I took my camera to the MoMa exhibit “Frida and Diego: The Last Dream,” which is a collaboration with The Met to promote El Último Sueño. The photos didn’t come out great because I was still very new to manual mode. My digital camera hung around my neck as I took pictures with my iphone. What grabbed my attention the most in the exhibit was an installation of the blue bed frame with a bare red tree coming out of the frame all of which reflected in a mirror hung on the ceiling. The bed and mirror represent the bed from which Frida painted. The tree is an ode to the tree of hope which Frida references in her art and in her diary.

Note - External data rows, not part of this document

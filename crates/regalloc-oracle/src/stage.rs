use std::fmt;
use std::str::FromStr;

/// Last compiler phase exercised by a run.
#[derive(Debug, Clone, Copy, PartialEq, Eq, Hash)]
pub enum Stage {
    Lex,
    Parse,
    Validate,
    Tacky,
    Codegen,
    Run,
}

pub const INVALID_LEX: &str = "invalid_lex";
pub const INVALID_PARSE: &str = "invalid_parse";
pub const INVALID_SEMANTICS: &str = "invalid_semantics";
pub const INVALID_DECLARATIONS: &str = "invalid_declarations";
pub const INVALID_TYPES: &str = "invalid_types";
pub const INVALID_STRUCT_TAGS: &str = "invalid_struct_tags";
pub const VALID: &str = "valid";

const ALL_INVALID: &[&str] = &[
    INVALID_LEX,
    INVALID_PARSE,
    INVALID_SEMANTICS,
    INVALID_DECLARATIONS,
    INVALID_TYPES,
    INVALID_STRUCT_TAGS,
];

impl Stage {
    /// Compiler flag that stops after this stage; `None` for a full run.
    pub fn flag(self) -> Option<String> {
        (self != Stage::Run).then(|| format!("--{self}"))
    }

    /// Directories whose programs must be rejected at or before this stage.
    pub fn invalid_dirs(self) -> &'static [&'static str] {
        match self {
            Stage::Lex => &[INVALID_LEX],
            Stage::Parse => &[INVALID_LEX, INVALID_PARSE],
            Stage::Validate | Stage::Tacky | Stage::Codegen | Stage::Run => ALL_INVALID,
        }
    }

    /// Directories whose programs must get through this stage.
    pub fn valid_dirs(self) -> &'static [&'static str] {
        match self {
            Stage::Lex => &[
                INVALID_PARSE,
                INVALID_SEMANTICS,
                INVALID_DECLARATIONS,
                INVALID_TYPES,
                INVALID_STRUCT_TAGS,
                VALID,
            ],
            Stage::Parse => &[
                INVALID_SEMANTICS,
                INVALID_DECLARATIONS,
                INVALID_TYPES,
                INVALID_STRUCT_TAGS,
                VALID,
            ],
            Stage::Validate | Stage::Tacky | Stage::Codegen | Stage::Run => &[VALID],
        }
    }
}

impl fmt::Display for Stage {
    fn fmt(&self, f: &mut fmt::Formatter<'_>) -> fmt::Result {
        f.write_str(match self {
            Stage::Lex => "lex",
            Stage::Parse => "parse",
            Stage::Validate => "validate",
            Stage::Tacky => "tacky",
            Stage::Codegen => "codegen",
            Stage::Run => "run",
        })
    }
}

impl FromStr for Stage {
    type Err = String;

    fn from_str(s: &str) -> Result<Self, Self::Err> {
        match s {
            "lex" => Ok(Stage::Lex),
            "parse" => Ok(Stage::Parse),
            "validate" => Ok(Stage::Validate),
            "tacky" => Ok(Stage::Tacky),
            "codegen" => Ok(Stage::Codegen),
            "run" => Ok(Stage::Run),
            other => Err(format!(
                "unknown stage `{other}`, expected lex, parse, validate, tacky, codegen or run"
            )),
        }
    }
}

#[cfg(test)]
mod tests {
    use super::*;

    #[test]
    fn every_directory_is_classified_once() {
        for stage in [
            Stage::Lex,
            Stage::Parse,
            Stage::Validate,
            Stage::Tacky,
            Stage::Codegen,
            Stage::Run,
        ] {
            let mut all: Vec<_> = stage
                .invalid_dirs()
                .iter()
                .chain(stage.valid_dirs())
                .copied()
                .collect();
            all.sort_unstable();
            all.dedup();
            assert_eq!(all.len(), 7, "{stage}");
        }
    }

    #[test]
    fn flags_round_trip_names() {
        assert_eq!(Stage::Parse.flag().as_deref(), Some("--parse"));
        assert_eq!(Stage::Run.flag(), None);
        assert_eq!("codegen".parse::<Stage>(), Ok(Stage::Codegen));
        assert!("link".parse::<Stage>().is_err());
    }
}
use std::fmt;
use std::path::PathBuf;

use crate::oracle::BehaviorMismatch;
use crate::verify::StructuralFailure;

/// External process step that is expected to succeed.
#[derive(Debug, Clone, Copy, PartialEq, Eq)]
pub enum Step {
    /// Full compile by the compiler under test.
    Compile,
    /// Compiler under test with `-s`.
    CompileToAssembly,
    /// Compiler under test with `-c`.
    CompileToObject,
    /// Host compiler building a library object.
    HostCompile,
    /// Host compiler linking the final executable.
    Link,
}

impl fmt::Display for Step {
    fn fmt(&self, f: &mut fmt::Formatter<'_>) -> fmt::Result {
        f.write_str(match self {
            Step::Compile => "compilation",
            Step::CompileToAssembly => "compilation to assembly",
            Step::CompileToObject => "compilation to object file",
            Step::HostCompile => "host compilation",
            Step::Link => "linking",
        })
    }
}

#[derive(Debug, thiserror::Error)]
pub enum Error {
    #[error("{step} of {} failed with error:\n{stderr}", .program.display())]
    Toolchain {
        step: Step,
        program: PathBuf,
        stderr: String,
    },

    #[error("Didn't catch error in {}", .0.display())]
    UnexpectedSuccess(PathBuf),

    #[error("Found {} for invalid or partially compiled program", .0.display())]
    UnexpectedOutput(PathBuf),

    #[error(transparent)]
    Behavior(Box<BehaviorMismatch>),

    #[error(transparent)]
    Structural(Box<StructuralFailure>),

    #[error("Function `{function}` not found in {}", .assembly.display())]
    FunctionNotFound { function: String, assembly: PathBuf },

    #[error("No expected result recorded for {0}")]
    MissingGolden(String),

    #[error("Test suite configuration error: {0}")]
    Config(String),

    #[error("Assembly parse error at line {line}: {message}")]
    AsmParse { line: usize, message: String },

    #[error("I/O error on {}: {source}", .path.display())]
    Io {
        path: PathBuf,
        #[source]
        source: std::io::Error,
    },

    #[error("JSON error: {0}")]
    Json(#[from] serde_json::Error),

    #[error("Internal error: {0}")]
    Internal(String),
}

/// What a failed check says about the compiler under test.
#[derive(Debug, Clone, Copy, PartialEq, Eq, Hash)]
pub enum FailureKind {
    Toolchain,
    Rejection,
    Behavior,
    NoSpill,
    SpillBudget,
    CoalesceBudget,
    MissingFunction,
    /// The corpus or its reference data is broken, not the compiler.
    Suite,
}

impl Error {
    pub(crate) fn io(path: impl Into<PathBuf>, source: std::io::Error) -> Self {
        Self::Io {
            path: path.into(),
            source,
        }
    }

    pub fn kind(&self) -> FailureKind {
        match self {
            Error::Toolchain { .. } => FailureKind::Toolchain,
            Error::UnexpectedSuccess(_) | Error::UnexpectedOutput(_) => FailureKind::Rejection,
            Error::Behavior(_) => FailureKind::Behavior,
            Error::Structural(failure) => failure.kind(),
            Error::FunctionNotFound { .. } => FailureKind::MissingFunction,
            Error::AsmParse { .. } => FailureKind::Toolchain,
            Error::MissingGolden(_)
            | Error::Config(_)
            | Error::Io { .. }
            | Error::Json(_)
            | Error::Internal(_) => FailureKind::Suite,
        }
    }

    /// True when the failure points at the test corpus rather than the compiler.
    pub fn is_suite_error(&self) -> bool {
        self.kind() == FailureKind::Suite
    }
}

impl From<BehaviorMismatch> for Error {
    fn from(m: BehaviorMismatch) -> Self {
        Self::Behavior(Box::new(m))
    }
}

impl From<StructuralFailure> for Error {
    fn from(f: StructuralFailure) -> Self {
        Self::Structural(Box::new(f))
    }
}

pub type Result<T> = std::result::Result<T, Error>;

The bed, the mirror, and the tree appear in El Último Sueño. The bed and tree reminded me of “Nature Self-Portrait #5,” a photograph by Laura Aguilar. I first encountered Aguilar’s photography as a graduate student and remember being so moved by it. Aguilar’s series “Nature Self-Portrait” and “Grounded” juxtapose Aguilar’s fat naked body alongside nature. Aguilar composes her photographs where the curves, cracks, and ridges of her body resemble that of the ground, boulders, and tree roots. In “Grounded,” even Aguilar’s skin tone blends with the boulders and rock formations of Joshua Tree National Park, where she took the photos. Aguilar’s photographs have changed the ways I understand beauty, queerness, and nature. Her photography was probably the first time I saw a fat Chicana body as art. In “Nature Self-Portrait #5,” Aguilar stands naked on the trunk of a fallen tree, with arms extended toward the sky, and a slight lean to the left. The shadows of the tree branches hit her back, blending her body with the branches and the other trees in the background. Aguilar’s arms emulate tree branches. Aguilar is a tree. I wondered if Frida might have ever thought of her arms as branches on a tree as she painted. Her arms stretched to the sky, even if her body couldn’t. Her body, a tree her bed couldn’t contain. Even as my shoulder ached, I stretched my arm up like a tree branch toward the mirror to snap a selfie.